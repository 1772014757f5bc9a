use crate::db::DbPool;
use crate::models::{NewSession, NewUserRole, User};
use crate::schema::{sessions, user_roles, users};
use chrono::{Duration, Utc};
use diesel::prelude::*;
use uuid::Uuid;

use super::crypto::{generate_token, hash_token};

/// A user resolved from a bearer token.
pub struct Authenticated {
    pub user: User,
    pub session_id: Uuid,
    pub roles: Vec<String>,
}

pub fn create_session(
    conn: &mut PgConnection,
    user_id: Uuid,
    lifetime_days: i64,
) -> Result<String, diesel::result::Error> {
    let token = generate_token();
    let token_hash = hash_token(&token);
    let expires_at = Utc::now() + Duration::days(lifetime_days);

    let new_session = NewSession {
        user_id,
        token_hash: &token_hash,
        expires_at,
    };

    diesel::insert_into(sessions::table)
        .values(&new_session)
        .execute(conn)?;

    Ok(token)
}

pub fn delete_session(conn: &mut PgConnection, session_id: Uuid) -> QueryResult<usize> {
    diesel::delete(sessions::table.filter(sessions::id.eq(session_id))).execute(conn)
}

pub fn load_roles(conn: &mut PgConnection, user_id: Uuid) -> QueryResult<Vec<String>> {
    user_roles::table
        .filter(user_roles::user_id.eq(user_id))
        .order(user_roles::role.asc())
        .select(user_roles::role)
        .load(conn)
}

pub fn grant_role(conn: &mut PgConnection, user_id: Uuid, role: &str) -> QueryResult<usize> {
    diesel::insert_into(user_roles::table)
        .values(&NewUserRole { user_id, role })
        .on_conflict_do_nothing()
        .execute(conn)
}

pub async fn get_user_from_token(pool: &DbPool, token: &str) -> Option<Authenticated> {
    let mut conn = pool.get().ok()?;
    let token_hash = hash_token(token);

    let (user, session_id) = sessions::table
        .inner_join(users::table)
        .filter(sessions::token_hash.eq(&token_hash))
        .filter(sessions::expires_at.gt(Utc::now()))
        .filter(users::deleted_at.is_null())
        .select((User::as_select(), sessions::id))
        .first::<(User, Uuid)>(&mut conn)
        .ok()?;

    let roles = match load_roles(&mut conn, user.id) {
        Ok(roles) => roles,
        Err(e) => {
            tracing::error!("Failed to load roles for {}: {}", user.id, e);
            Vec::new()
        }
    };

    Some(Authenticated {
        user,
        session_id,
        roles,
    })
}
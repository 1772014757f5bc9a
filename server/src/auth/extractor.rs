use crate::api::ErrorResponse;
use crate::db::DbPool;
use crate::models::User;
use axum::{
    extract::{FromRef, FromRequestParts},
    http::{header, request::Parts, HeaderMap, StatusCode},
    response::{IntoResponse, Response},
    Json,
};
use recipebox_core::Identity;
use std::sync::Arc;
use uuid::Uuid;

use super::db::{get_user_from_token, Authenticated};

/// Extractor that validates the Authorization header and provides the
/// authenticated user, the session it came in on and its roles.
///
/// ```ignore
/// async fn my_handler(auth: AuthUser) -> impl IntoResponse {
///     let identity = auth.identity();
/// }
/// ```
pub struct AuthUser {
    pub user: User,
    pub session_id: Uuid,
    pub roles: Vec<String>,
}

impl AuthUser {
    /// The identity publications and methods see for this user.
    pub fn identity(&self) -> Identity {
        Identity {
            user_id: Some(self.user.id),
            roles: self.roles.clone(),
        }
    }
}

impl From<Authenticated> for AuthUser {
    fn from(auth: Authenticated) -> Self {
        Self {
            user: auth.user,
            session_id: auth.session_id,
            roles: auth.roles,
        }
    }
}

#[derive(Debug, PartialEq)]
pub enum AuthError {
    MissingHeader,
    InvalidHeader,
    InvalidFormat,
    InvalidToken,
}

impl IntoResponse for AuthError {
    fn into_response(self) -> Response {
        let message = match self {
            AuthError::MissingHeader => "Missing Authorization header",
            AuthError::InvalidHeader => "Invalid Authorization header",
            AuthError::InvalidFormat => "Invalid Authorization header format",
            AuthError::InvalidToken => "Invalid or expired token",
        };

        (
            StatusCode::UNAUTHORIZED,
            Json(ErrorResponse {
                error: message.to_string(),
            }),
        )
            .into_response()
    }
}

/// Pull the bearer token out of the Authorization header.
pub fn bearer_token(headers: &HeaderMap) -> Result<&str, AuthError> {
    let auth_header = headers
        .get(header::AUTHORIZATION)
        .ok_or(AuthError::MissingHeader)?;

    let auth_str = auth_header.to_str().map_err(|_| AuthError::InvalidHeader)?;

    auth_str
        .strip_prefix("Bearer ")
        .ok_or(AuthError::InvalidFormat)
}

impl<S> FromRequestParts<S> for AuthUser
where
    S: Send + Sync,
    Arc<DbPool>: FromRef<S>,
{
    type Rejection = AuthError;

    async fn from_request_parts(parts: &mut Parts, state: &S) -> Result<Self, Self::Rejection> {
        let pool = Arc::<DbPool>::from_ref(state);
        let token = bearer_token(&parts.headers)?;

        let auth = get_user_from_token(&pool, token)
            .await
            .ok_or(AuthError::InvalidToken)?;

        Ok(auth.into())
    }
}

/// Like [`AuthUser`], but a missing or invalid token yields `None` instead
/// of rejecting the request.
pub struct MaybeAuthUser(pub Option<AuthUser>);

impl MaybeAuthUser {
    pub fn identity(&self) -> Identity {
        self.0
            .as_ref()
            .map(AuthUser::identity)
            .unwrap_or_else(Identity::anonymous)
    }
}

impl<S> FromRequestParts<S> for MaybeAuthUser
where
    S: Send + Sync,
    Arc<DbPool>: FromRef<S>,
{
    type Rejection = std::convert::Infallible;

    async fn from_request_parts(parts: &mut Parts, state: &S) -> Result<Self, Self::Rejection> {
        Ok(MaybeAuthUser(
            AuthUser::from_request_parts(parts, state).await.ok(),
        ))
    }
}
use crate::api::ErrorResponse;
use crate::auth::{create_session, verify_password};
use crate::config::ServerConfig;
use crate::db::DbPool;
use crate::get_conn;
use crate::models::User;
use crate::schema::users;
use axum::{extract::State, http::StatusCode, response::IntoResponse, Json};
use diesel::prelude::*;
use serde::{Deserialize, Serialize};
use std::sync::Arc;
use utoipa::ToSchema;

#[derive(Debug, Clone, Deserialize, ToSchema)]
pub struct LoginRequest {
    pub username: String,
    pub password: String,
}

#[derive(Debug, Clone, Serialize, ToSchema)]
pub struct LoginResponse {
    pub token: String,
}

fn invalid_credentials() -> axum::response::Response {
    (
        StatusCode::UNAUTHORIZED,
        Json(ErrorResponse {
            error: "Invalid credentials".to_string(),
        }),
    )
        .into_response()
}

#[utoipa::path(
    post,
    path = "/api/auth/login",
    tag = "auth",
    request_body(content = LoginRequest, example = json!({"username": "user", "password": "password"})),
    responses(
        (status = 200, description = "Login successful", body = LoginResponse),
        (status = 401, description = "Invalid credentials", body = ErrorResponse)
    )
)]
pub async fn login(
    State(pool): State<Arc<DbPool>>,
    State(config): State<Arc<ServerConfig>>,
    Json(req): Json<LoginRequest>,
) -> impl IntoResponse {
    let mut conn = get_conn!(pool);

    let user: User = match users::table
        .filter(
            diesel::dsl::sql::<diesel::sql_types::Bool>("LOWER(username) = LOWER(")
                .bind::<diesel::sql_types::Text, _>(req.username.trim())
                .sql(")"),
        )
        .filter(users::deleted_at.is_null())
        .select(User::as_select())
        .first(&mut conn)
    {
        Ok(u) => u,
        Err(_) => return invalid_credentials(),
    };

    if !verify_password(&req.password, &user.password_hash) {
        return invalid_credentials();
    }

    let token = match create_session(&mut conn, user.id, config.session_days) {
        Ok(t) => t,
        Err(_) => {
            return (
                StatusCode::INTERNAL_SERVER_ERROR,
                Json(ErrorResponse {
                    error: "Failed to create session".to_string(),
                }),
            )
                .into_response()
        }
    };

    tracing::info!(user_id = %user.id, "user logged in");

    (StatusCode::OK, Json(LoginResponse { token })).into_response()
}
use crate::api::ErrorResponse;
use crate::auth::AuthUser;
use axum::{response::IntoResponse, Json};
use serde::Serialize;
use utoipa::ToSchema;

#[derive(Debug, Clone, Serialize, ToSchema)]
pub struct PingResponse {
    pub message: String,
}

#[utoipa::path(
    get,
    path = "/api/test/ping",
    tag = "testing",
    responses(
        (status = 200, description = "Authenticated ping response", body = PingResponse),
        (status = 401, description = "Unauthorized", body = ErrorResponse)
    ),
    security(
        ("bearer_auth" = [])
    )
)]
pub async fn ping(auth: AuthUser) -> impl IntoResponse {
    Json(PingResponse {
        message: format!("ping {}", auth.user.username),
    })
}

━━━

# Your instructions:
Take each line of the material that contains the word "impl" and list it.

# Exercise response:
/// async fn my_handler(auth: AuthUser) -> impl IntoResponse {
impl AuthUser {
impl From<Authenticated> for AuthUser {
impl IntoResponse for AuthError {
impl<S> FromRequestParts<S> for AuthUser
impl MaybeAuthUser {
impl<S> FromRequestParts<S> for MaybeAuthUser
) -> impl IntoResponse {
pub async fn ping(auth: AuthUser) -> impl IntoResponse {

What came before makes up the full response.